The curator was as heart-rending a spectacle when he took us upstairs to what had been the private apartments of the royal family, period pieces enchanting in themselves but misleading to the historian; for I am told by a servant who had worked in the palace that it presented a very different appearance when the King lived there, that most of his household goods were sent away when he left, and that much of the furniture we saw were presents for foreign royalties which he had never used. But as it is, it presents some delicious moments. Vast polar bear rugs lie on the floor of a drawing-room decorated in an ingenuous shade of blue, and embroidered chairs reiterate the letter N, which stood for Nicholas as well as Napoleon, and on the walls hang, indubitably genuine, the portraits of the family and their royal contemporaries, mostly photographs faded to the palest possible brown, the colour of chicken broth, or pictures in which the artists had attempted to render with photographic accuracy the textiles in which their sitters were arrayed, particularly if they were shiny. It was on this unpromising material that the curator brought to bear his Turkish sensuousness, which is so simple that it appears to us perverse.
‘Regardez la pluche!’ he said before th
e pictures, making no secret of it that his mouth was watering. ‘Le satin! La fourrure!

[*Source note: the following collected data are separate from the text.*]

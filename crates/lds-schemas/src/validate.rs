//! Field validation for loosely-typed and typed Game records.
//!
//! Validation never stops at the first defect: every failing field is
//! reported as a [`FieldError`] so a caller sees the complete defect set.
//! Nested prize fields are reported with indexed paths such as
//! `prizes[2].available`.

use std::fmt;

use serde_json::{Map, Value};

use crate::lenient::{parse_integer_str, parse_number_str, parse_timestamp};
use crate::Game;

/// A single failed field constraint.
#[derive(Debug, Clone, PartialEq, Eq, PartialOrd, Ord)]
pub struct FieldError {
    /// Field path (`game_id`, `prizes[0].value`, ...). `$` is the record itself.
    pub field: String,
    pub reason: String,
}

impl FieldError {
    pub fn new(field: impl Into<String>, reason: impl Into<String>) -> Self {
        Self {
            field: field.into(),
            reason: reason.into(),
        }
    }
}

impl fmt::Display for FieldError {
    fn fmt(&self, f: &mut fmt::Formatter<'_>) -> fmt::Result {
        write!(f, "{}: {}", self.field, self.reason)
    }
}

// ---------------------------------------------------------------------------
// Shared checks
// ---------------------------------------------------------------------------

fn check_region_code(field: &str, code: &str, errors: &mut Vec<FieldError>) {
    let len = code.chars().count();
    if !(2..=3).contains(&len) || !code.chars().all(|c| c.is_ascii_alphabetic()) {
        errors.push(FieldError::new(
            field,
            format!("expected a 2-3 letter region code, got '{code}'"),
        ));
    }
}

fn check_non_negative_number(field: &str, v: f64, errors: &mut Vec<FieldError>) {
    if !v.is_finite() {
        errors.push(FieldError::new(field, format!("must be finite, got {v}")));
    } else if v < 0.0 {
        errors.push(FieldError::new(field, format!("must be >= 0, got {v}")));
    }
}

fn check_non_negative_count(field: &str, v: i64, errors: &mut Vec<FieldError>) {
    if v < 0 {
        errors.push(FieldError::new(field, format!("must be >= 0, got {v}")));
    }
}

fn kind(v: &Value) -> &'static str {
    match v {
        Value::Null => "null",
        Value::Bool(_) => "boolean",
        Value::Number(_) => "number",
        Value::String(_) => "string",
        Value::Array(_) => "array",
        Value::Object(_) => "object",
    }
}

// ---------------------------------------------------------------------------
// Loosely-typed records
// ---------------------------------------------------------------------------

/// Semantic type of a record field.
#[derive(Clone, Copy)]
enum FieldKind {
    Str,
    RegionCode,
    Number,
    Count,
    Timestamp,
    StringList,
}

/// `(name, kind, nullable)` for every scalar Game field except `game_id`.
const GAME_FIELDS: &[(&str, FieldKind, bool)] = &[
    ("name", FieldKind::Str, false),
    ("state", FieldKind::RegionCode, false),
    ("price", FieldKind::Number, false),
    ("url", FieldKind::Str, true),
    ("image_urls", FieldKind::StringList, true),
    ("how_to_play", FieldKind::Str, true),
    ("description", FieldKind::Str, true),
    ("num_tx_initial", FieldKind::Count, true),
    ("created_at", FieldKind::Timestamp, true),
    ("updated_at", FieldKind::Timestamp, true),
];

/// Prize fields are all required.
const PRIZE_FIELDS: &[(&str, FieldKind)] = &[
    ("prize", FieldKind::Str),
    ("value", FieldKind::Number),
    ("available", FieldKind::Count),
    ("claimed", FieldKind::Count),
];

fn check_value(path: &str, kind_: FieldKind, v: &Value, errors: &mut Vec<FieldError>) {
    match kind_ {
        FieldKind::Str => {
            if !v.is_string() {
                errors.push(FieldError::new(
                    path,
                    format!("expected a string, got {}", kind(v)),
                ));
            }
        }
        FieldKind::RegionCode => match v.as_str() {
            Some(s) => check_region_code(path, s, errors),
            None => errors.push(FieldError::new(
                path,
                format!("expected a string, got {}", kind(v)),
            )),
        },
        FieldKind::Number => {
            let n = match v {
                Value::Number(n) => n.as_f64(),
                Value::String(s) => parse_number_str(s),
                _ => None,
            };
            match n {
                Some(n) => check_non_negative_number(path, n, errors),
                None => errors.push(FieldError::new(
                    path,
                    format!("expected a number, got {}", kind(v)),
                )),
            }
        }
        FieldKind::Count => {
            let n = match v {
                Value::Number(n) => n
                    .as_i64()
                    .or_else(|| {
                        n.as_f64()
                            .filter(|f| f.fract() == 0.0 && f.abs() < i64::MAX as f64)
                            .map(|f| f as i64)
                    }),
                Value::String(s) => parse_integer_str(s),
                _ => None,
            };
            match n {
                Some(n) => check_non_negative_count(path, n, errors),
                None => errors.push(FieldError::new(
                    path,
                    format!("expected an integer, got {}", kind(v)),
                )),
            }
        }
        FieldKind::Timestamp => {
            if v.as_str().and_then(parse_timestamp).is_none() {
                errors.push(FieldError::new(path, "not a valid datetime"));
            }
        }
        FieldKind::StringList => match v {
            Value::Array(items) => {
                for (i, item) in items.iter().enumerate() {
                    if !item.is_string() {
                        errors.push(FieldError::new(
                            format!("{path}[{i}]"),
                            format!("expected a string, got {}", kind(item)),
                        ));
                    }
                }
            }
            // Legacy exchange format carried the list JSON-encoded.
            Value::String(s) => {
                if !s.trim().is_empty() && serde_json::from_str::<Vec<String>>(s).is_err() {
                    errors.push(FieldError::new(path, "not a JSON string array"));
                }
            }
            other => errors.push(FieldError::new(
                path,
                format!("expected an array of strings, got {}", kind(other)),
            )),
        },
    }
}

fn check_prize(index: usize, v: &Value, errors: &mut Vec<FieldError>) {
    let Some(obj) = v.as_object() else {
        errors.push(FieldError::new(
            format!("prizes[{index}]"),
            format!("expected an object, got {}", kind(v)),
        ));
        return;
    };
    for (name, kind_) in PRIZE_FIELDS {
        let path = format!("prizes[{index}].{name}");
        match obj.get(*name) {
            None => errors.push(FieldError::new(path, "missing required field")),
            Some(v) => check_value(&path, *kind_, v, errors),
        }
    }
}

fn check_game_id(obj: &Map<String, Value>, errors: &mut Vec<FieldError>) {
    match obj.get("game_id") {
        None | Some(Value::Null) => {
            errors.push(FieldError::new("game_id", "missing required field"))
        }
        Some(Value::String(s)) if s.trim().is_empty() => {
            errors.push(FieldError::new("game_id", "must not be empty"))
        }
        Some(Value::String(_)) => {}
        Some(other) => errors.push(FieldError::new(
            "game_id",
            format!("expected a string, got {}", kind(other)),
        )),
    }
}

/// Validate a loosely-typed Game record (as parsed from exchange text).
///
/// Returns every failed constraint; an empty vector means the record is valid.
pub fn validate(record: &Value) -> Vec<FieldError> {
    let mut errors = Vec::new();
    let Some(obj) = record.as_object() else {
        errors.push(FieldError::new(
            "$",
            format!("expected an object, got {}", kind(record)),
        ));
        return errors;
    };

    check_game_id(obj, &mut errors);

    for (name, kind_, nullable) in GAME_FIELDS {
        match obj.get(*name) {
            None => {}
            Some(Value::Null) if *nullable => {}
            Some(v) => check_value(name, *kind_, v, &mut errors),
        }
    }

    match obj.get("prizes") {
        None => {}
        Some(Value::Array(prizes)) => {
            for (i, p) in prizes.iter().enumerate() {
                check_prize(i, p, &mut errors);
            }
        }
        Some(other) => errors.push(FieldError::new(
            "prizes",
            format!("expected an array, got {}", kind(other)),
        )),
    }

    errors
}

// ---------------------------------------------------------------------------
// Typed records
// ---------------------------------------------------------------------------

/// Validate a typed [`Game`]. Type constraints hold by construction, so this
/// checks value constraints only (ranges, finiteness, region code shape).
pub fn validate_game(game: &Game) -> Vec<FieldError> {
    let mut errors = Vec::new();

    if game.game_id.trim().is_empty() {
        errors.push(FieldError::new("game_id", "must not be empty"));
    }
    if !game.state.is_empty() {
        check_region_code("state", &game.state, &mut errors);
    }
    check_non_negative_number("price", game.price, &mut errors);
    if let Some(n) = game.num_tx_initial {
        check_non_negative_count("num_tx_initial", n, &mut errors);
    }
    for (i, p) in game.prizes.iter().enumerate() {
        check_non_negative_number(&format!("prizes[{i}].value"), p.value, &mut errors);
        check_non_negative_count(&format!("prizes[{i}].available"), p.available, &mut errors);
        check_non_negative_count(&format!("prizes[{i}].claimed"), p.claimed, &mut errors);
    }

    errors
}

// ---------------------------------------------------------------------------
// Tests
// ---------------------------------------------------------------------------
//! lds-reconcile
//!
//! Prize-inventory reconciliation for scratch-ticket games.
//!
//! Turns the raw, often self-inconsistent tier observations a region
//! publishes into a complete [`lds_schemas::Game`]:
//! - prize labels become numeric values (annuities, "million" shorthand,
//!   free tickets)
//! - duplicate-value tiers are folded together (per region)
//! - missing or stale totals / remaining counts are repaired from the
//!   remaining ratio carried tier-to-tier
//! - tickets printed at launch is estimated from the published odds
//!
//! Deterministic, pure logic. No IO. Tier order is significant.

mod counts;
mod engine;
mod error;
mod estimate;
mod game;
mod merge;
pub mod quality;
mod types;
mod value;

pub use counts::{parse_count, parse_currency, parse_odds};
pub use engine::{reconcile_counts, RatioTracker};
pub use error::{GameFailure, ReconcileError, ValueParseError};
pub use estimate::{estimate_initial_tickets, EstimateBasis};
pub use game::{reconcile_batch, reconcile_game, reconcile_source, BatchOutcome, ReconciledGame};
pub use merge::merge_tiers;
pub use quality::{build_quality_report, QualityReport};
pub use types::{
    Correction, OddsBasis, RatioPolicy, ReconcileProfile, ReconciledTier, TierCounts,
    DEFAULT_LIFE_TERM_YEARS, DEFAULT_MILLION_MULTIPLIER,
};
pub use value::{normalize_value, ValueRules};
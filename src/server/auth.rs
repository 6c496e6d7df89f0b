//! Authentication policy
//!
//! Device auth at channel upgrade: allow-all when disabled, otherwise the
//! device must be allowlisted or present a configured bearer token. The
//! vision endpoint uses short-lived HS256 tokens signed with the server
//! auth key.

use jsonwebtoken::{decode, encode, DecodingKey, EncodingKey, Header, Validation};
use serde::{Deserialize, Serialize};

use crate::config::Config;
use crate::error::GatewayError;

/// Injected policy run by the connection supervisor after identity
/// resolution. Rejection closes the channel without further I/O.
#[derive(Default)]
pub struct AuthPolicy;

impl AuthPolicy {
    pub fn authenticate(
        &self,
        device_id: &str,
        bearer_token: Option<&str>,
        config: &Config,
    ) -> Result<(), GatewayError> {
        let auth = &config.server.auth;
        if !auth.enabled {
            return Ok(());
        }

        if auth.allowed_devices.iter().any(|d| d == device_id) {
            return Ok(());
        }

        if let Some(token) = bearer_token {
            if auth.tokens.iter().any(|t| t == token) {
                return Ok(());
            }
        }

        Err(GatewayError::Auth(format!(
            "device {} not allowed and no valid token presented",
            device_id
        )))
    }
}

/// Claims for the vision-analysis endpoint token.
#[derive(Debug, Serialize, Deserialize)]
pub struct VisionClaims {
    pub device_id: String,
    pub exp: u64,
}

/// Mint a vision token for a device; handed out during bootstrap flows.
pub fn create_vision_token(auth_key: &str, device_id: &str) -> Result<String, GatewayError> {
    let claims = VisionClaims {
        device_id: device_id.to_string(),
        exp: (chrono::Utc::now() + chrono::Duration::days(1)).timestamp() as u64,
    };
    encode(
        &Header::default(),
        &claims,
        &EncodingKey::from_secret(auth_key.as_bytes()),
    )
    .map_err(|e| GatewayError::Auth(e.to_string()))
}

/// Verify a vision token and return its claims.
pub fn verify_vision_token(auth_key: &str, token: &str) -> Result<VisionClaims, GatewayError> {
    decode::<VisionClaims>(
        token,
        &DecodingKey::from_secret(auth_key.as_bytes()),
        &Validation::default(),
    )
    .map(|data| data.claims)
    .map_err(|e| GatewayError::Auth(e.to_string()))
}
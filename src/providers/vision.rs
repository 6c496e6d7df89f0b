//! Vision-model adapter for the HTTP explain endpoint
//!
//! Sends a question plus a base64 image to an OpenAI-compatible multimodal
//! chat endpoint and returns the text answer.

use anyhow::{anyhow, Context, Result};
use async_trait::async_trait;
use reqwest::Client;
use serde_json::json;

use super::Vision;
use crate::config::Config;

pub struct OpenAiVision {
    base_url: String,
    api_key: String,
    model: String,
    client: Client,
}

impl OpenAiVision {
    pub fn new(base_url: &str, api_key: &str, model: &str) -> Self {
        let mut base_url = base_url.trim_end_matches('/').to_string();
        if !base_url.ends_with("/v1") {
            base_url.push_str("/v1");
        }
        Self {
            base_url,
            api_key: api_key.to_string(),
            model: model.to_string(),
            client: Client::new(),
        }
    }

    pub fn from_config(config: &Config, provider_name: &str) -> Self {
        let provider = config.provider(provider_name);
        let base_url = if provider.base_url.is_empty() {
            "http://localhost:11434/v1"
        } else {
            &provider.base_url
        };
        Self::new(base_url, &provider.api_key, &provider.model)
    }
}

#[async_trait]
impl Vision for OpenAiVision {
    async fn explain(&self, question: &str, image_base64: &str) -> Result<String> {
        let body = json!({
            "model": self.model,
            "messages": [{
                "role": "user",
                "content": [
                    { "type": "text", "text": question },
                    { "type": "image_url",
                      "image_url": { "url": format!("data:image/jpeg;base64,{image_base64}") } }
                ]
            }]
        });

        let mut builder = self
            .client
            .post(format!("{}/chat/completions", self.base_url));
        if !self.api_key.is_empty() {
            builder = builder.header("Authorization", format!("Bearer {}", self.api_key));
        }
        let response = builder
            .json(&body)
            .send()
            .await
            .context("Failed to reach vision backend")?;

        if !response.status().is_success() {
            let status = response.status();
            let text = response.text().await.unwrap_or_default();
            return Err(anyhow!("Vision API error ({}): {}", status, text));
        }

        let parsed: serde_json::Value = response
            .json()
            .await
            .context("Failed to parse vision response")?;
        Ok(parsed["choices"][0]["message"]["content"]
            .as_str()
            .unwrap_or("")
            .to_string())
    }
}

#[cfg(test)]
mod tests {
    use super::*;

    #[test]
    fn test_base_url_normalization() {
        let vision = OpenAiVision::new("http://localhost:8080/", "", "llava");
        assert_eq!(vision.base_url, "http://localhost:8080/v1");
    }
}
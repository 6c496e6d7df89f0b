//! HTTP speech-recognition adapter
//!
//! Posts utterance audio (WAV, base64) to a Whisper-style transcription
//! server and parses the JSON result. The server is stateless per request,
//! so one instance is shared by all connections. Retries once to absorb
//! model cold starts.

use anyhow::{anyhow, Context, Result};
use async_trait::async_trait;
use base64::Engine as _;
use serde::Serialize;
use std::path::PathBuf;
use std::time::Duration;
use tracing::{debug, info};

use super::{Asr, InterfaceType};
use crate::config::Config;

pub const ASR_SAMPLE_RATE: u32 = 16000;

pub struct WhisperHttpAsr {
    base_url: String,
    model: String,
    client: reqwest::Client,
    timeout: Duration,
    /// Directory for retained utterance WAVs; `None` disables retention.
    artifact_dir: Option<PathBuf>,
}

#[derive(Serialize)]
struct TranscribeRequest<'a> {
    model: &'a str,
    audio: String,
}

impl WhisperHttpAsr {
    pub fn new(base_url: &str, model: &str, artifact_dir: Option<PathBuf>) -> Self {
        Self {
            base_url: base_url.trim_end_matches('/').to_string(),
            model: model.to_string(),
            client: reqwest::Client::new(),
            timeout: Duration::from_secs(30),
            artifact_dir,
        }
    }

    pub fn from_config(config: &Config) -> Self {
        let provider = config.provider(&config.selected_module.asr);
        let base_url = if provider.base_url.is_empty() {
            "http://localhost:9000"
        } else {
            &provider.base_url
        };
        let model = if provider.model.is_empty() {
            "base"
        } else {
            &provider.model
        };
        let artifact_dir = config.retain_audio.then(crate::data_dir);
        Self::new(base_url, model, artifact_dir)
    }

    async fn run_transcription(&self, audio_b64: &str) -> Result<String> {
        let request = TranscribeRequest {
            model: &self.model,
            audio: audio_b64.to_string(),
        };

        let response = self
            .client
            .post(format!("{}/transcribe", self.base_url))
            .timeout(self.timeout)
            .json(&request)
            .send()
            .await
            .context("Failed to reach ASR backend")?;

        if !response.status().is_success() {
            let status = response.status();
            let body = response.text().await.unwrap_or_default();
            return Err(anyhow!("ASR backend error ({}): {}", status, body));
        }

        let result: serde_json::Value = response
            .json()
            .await
            .context("Failed to parse transcription result")?;

        if let Some(error) = result.get("error").and_then(|e| e.as_str()) {
            if !error.is_empty() {
                return Err(anyhow!("Transcription error: {}", error));
            }
        }

        Ok(result
            .get("text")
            .and_then(|t| t.as_str())
            .unwrap_or("")
            .trim()
            .to_string())
    }

    fn write_artifact(&self, pcm: &[i16], session_id: &str) -> Option<PathBuf> {
        let dir = self.artifact_dir.as_ref()?;
        std::fs::create_dir_all(dir).ok()?;
        let path = dir.join(format!("asr_{}_{}.wav", session_id, chrono::Utc::now().timestamp_millis()));
        match write_wav(&path, pcm) {
            Ok(()) => Some(path),
            Err(e) => {
                debug!("Failed to write ASR artifact: {}", e);
                None
            }
        }
    }
}

#[async_trait]
impl Asr for WhisperHttpAsr {
    fn interface_type(&self) -> InterfaceType {
        InterfaceType::Local
    }

    async fn transcribe(
        &self,
        pcm: &[i16],
        session_id: &str,
    ) -> Result<(String, Option<PathBuf>)> {
        if pcm.is_empty() {
            return Ok((String::new(), None));
        }

        debug!(
            "Transcribing {} samples ({:.1}s) for session {}",
            pcm.len(),
            pcm.len() as f64 / ASR_SAMPLE_RATE as f64,
            session_id
        );

        let wav = pcm_to_wav(pcm, ASR_SAMPLE_RATE)?;
        let audio_b64 = base64::engine::general_purpose::STANDARD.encode(&wav);

        // First call after idle may hit a model cold start; retry once.
        let mut last_err = None;
        for attempt in 0..2 {
            if attempt > 0 {
                info!("Retrying transcription (attempt {})", attempt + 1);
                tokio::time::sleep(Duration::from_millis(500)).await;
            }
            match self.run_transcription(&audio_b64).await {
                Ok(text) => {
                    let artifact = self.write_artifact(pcm, session_id);
                    return Ok((text, artifact));
                }
                Err(e) => {
                    debug!("Transcription attempt {} failed: {}", attempt + 1, e);
                    last_err = Some(e);
                }
            }
        }
        Err(last_err.unwrap_or_else(|| anyhow!("Transcription failed")))
    }
}

/// Convert PCM i16 samples to WAV bytes in memory.
pub fn pcm_to_wav(samples: &[i16], sample_rate: u32) -> Result<Vec<u8>> {
    let mut cursor = std::io::Cursor::new(Vec::new());
    let spec = hound::WavSpec {
        channels: 1,
        sample_rate,
        bits_per_sample: 16,
        sample_format: hound::SampleFormat::Int,
    };
    let mut writer =
        hound::WavWriter::new(&mut cursor, spec).context("Failed to create WAV writer")?;
    for &sample in samples {
        writer.write_sample(sample)?;
    }
    writer.finalize()?;
    Ok(cursor.into_inner())
}

fn write_wav(path: &PathBuf, samples: &[i16]) -> Result<()> {
    let spec = hound::WavSpec {
        channels: 1,
        sample_rate: ASR_SAMPLE_RATE,
        bits_per_sample: 16,
        sample_format: hound::SampleFormat::Int,
    };
    let mut writer = hound::WavWriter::create(path, spec)?;
    for &sample in samples {
        writer.write_sample(sample)?;
    }
    writer.finalize()?;
    Ok(())
}

#[cfg(test)]
mod tests {
    use super::*;

    #[test]
    fn test_pcm_to_wav_header() {
        let samples = vec![0i16; 16000];
        let wav = pcm_to_wav(&samples, 16000).unwrap();
        assert_eq!(wav.len(), 44 + 32000);
        assert_eq!(&wav[0..4], b"RIFF");
    }

    #[test]
    fn test_asr_is_shareable() {
        let asr = WhisperHttpAsr::new("http://localhost:9000/", "base", None);
        assert_eq!(asr.interface_type(), InterfaceType::Local);
        assert_eq!(asr.base_url, "http://localhost:9000");
    }

    #[tokio::test]
    async fn test_empty_utterance_short_circuits() {
        let asr = WhisperHttpAsr::new("http://localhost:1", "base", None);
        let (text, artifact) = asr.transcribe(&[], "s1").await.unwrap();
        assert!(text.is_empty());
        assert!(artifact.is_none());
    }
}
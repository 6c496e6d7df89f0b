//! HTTP surface: device bootstrap and vision analysis
//!
//! The bootstrap endpoint mirrors the firmware's OTA handshake: POST yields
//! the server time, an echo of the firmware version, and the channel URL;
//! GET is a plain-text health line. Errors keep the legacy contract of a
//! 200 status with `{"success":false,...}`. CORS headers go on every
//! response via the router layer.

use axum::extract::State;
use axum::http::HeaderMap;
use axum::response::IntoResponse;
use axum::Json;
use serde::Deserialize;
use serde_json::json;
use std::sync::Arc;
use tracing::{debug, info, warn};

use super::{auth, ServerContext};

/// Upper bound for vision payloads (base64 image), 5 MiB.
const MAX_IMAGE_BYTES: usize = 5 * 1024 * 1024;

/// `POST /<prefix>/ota/` — bootstrap handshake.
pub async fn ota_post(
    State(ctx): State<Arc<ServerContext>>,
    headers: HeaderMap,
    body: String,
) -> impl IntoResponse {
    let config = ctx.config();

    let device_id = headers
        .get("device-id")
        .and_then(|v| v.to_str().ok())
        .unwrap_or("");
    if device_id.is_empty() {
        warn!("Bootstrap request without device id");
        return Json(json!({"success": false, "message": "request error."}));
    }
    info!("Bootstrap request from device {}", device_id);

    let parsed: Result<serde_json::Value, _> = serde_json::from_str(&body);
    let Ok(request) = parsed else {
        return Json(json!({"success": false, "message": "request error."}));
    };

    let version = request["application"]["version"]
        .as_str()
        .unwrap_or("1.0.0");

    Json(json!({
        "server_time": {
            "timestamp": chrono::Utc::now().timestamp_millis(),
            "timezone_offset": config.server.timezone_offset * 60,
        },
        "firmware": {
            "version": version,
            "url": "",
        },
        "websocket": {
            "url": config.advertised_ws_url(),
        },
    }))
}

/// `GET /<prefix>/ota/` — health line with the advertised channel URL.
pub async fn ota_get(State(ctx): State<Arc<ServerContext>>) -> impl IntoResponse {
    let config = ctx.config();
    format!(
        "Bootstrap endpoint is running; the channel address sent to devices is {}",
        config.advertised_ws_url()
    )
}

#[derive(Debug, Deserialize)]
pub struct VisionRequest {
    pub question: String,
    /// Base64 image data.
    pub image: String,
}

/// `POST /mcp/vision/explain` — analyze an image for a device. Requires a
/// bearer token signed with the server auth key.
pub async fn vision_explain(
    State(ctx): State<Arc<ServerContext>>,
    headers: HeaderMap,
    Json(request): Json<VisionRequest>,
) -> impl IntoResponse {
    let config = ctx.config();

    let token = headers
        .get("authorization")
        .and_then(|v| v.to_str().ok())
        .and_then(|v| v.strip_prefix("Bearer "));
    let claims = match token {
        Some(token) => match auth::verify_vision_token(&config.server.auth_key, token) {
            Ok(claims) => claims,
            Err(e) => {
                warn!("Vision auth failed: {}", e);
                return Json(json!({"success": false, "message": "invalid token"}));
            }
        },
        None => {
            return Json(json!({"success": false, "message": "missing token"}));
        }
    };
    debug!("Vision request from device {}", claims.device_id);

    if request.image.len() > MAX_IMAGE_BYTES {
        return Json(json!({"success": false, "message": "image too large"}));
    }

    let Some(vision) = ctx.providers.vision.clone() else {
        return Json(json!({"success": false, "message": "vision model not configured"}));
    };

    match vision.explain(&request.question, &request.image).await {
        Ok(result) => Json(json!({"success": true, "result": result})),
        Err(e) => {
            warn!("Vision analysis failed: {}", e);
            Json(json!({"success": false, "message": "analysis failed"}))
        }
    }
}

Les bel-les fem-mes!’ And before the faded photographs he mouthed the titles, ‘Son altesse le Prince, sa majesté la Reine Imperatrice,’ and made each of them a sultan or a sultana, reclining on silken cushions under golden domes. Being Western and therefore obsessed with the secondary meaning, we wondered, ‘What dreams have these substances and ranks evoked in this Turk that he is so enraptured?’ But we were wrong. He was enraptured simply because plush has a deep pile, because satin gives back the light, because fur is soft and warm, because jewels flash coloured fires, because beautiful women are beautiful and women, and it is better to be a prince or an empress than to be a slave; and it was proof of his amiability that he was putting forth a special effort to feel such raptures in this room, because it had once been dedicated to pomp and elegance, although the dedication had not been very successful. But here he was showing himself true to his race, for Turks will gather in any little coffee-house that claims neighbourhood to some natural beauty, say a grove or a cascade, be it the very meanest of its sort, a few leggy trees or a trickle of water, and they will deliberately fall into a mood of delight over the alleged pleasantness. It would be detestable to find one’s people abandoning such a talent and striving like the mad weak Westerners to investigate and analyse, to follow a trial that can lead to all sorts of unpleasantness such as mental exertion. There was some heroism in continuing to practise this talent, even though the portraits which could now be its only objects were alike in ghostliness, whether they were faded photographs or too highly coloured pictures.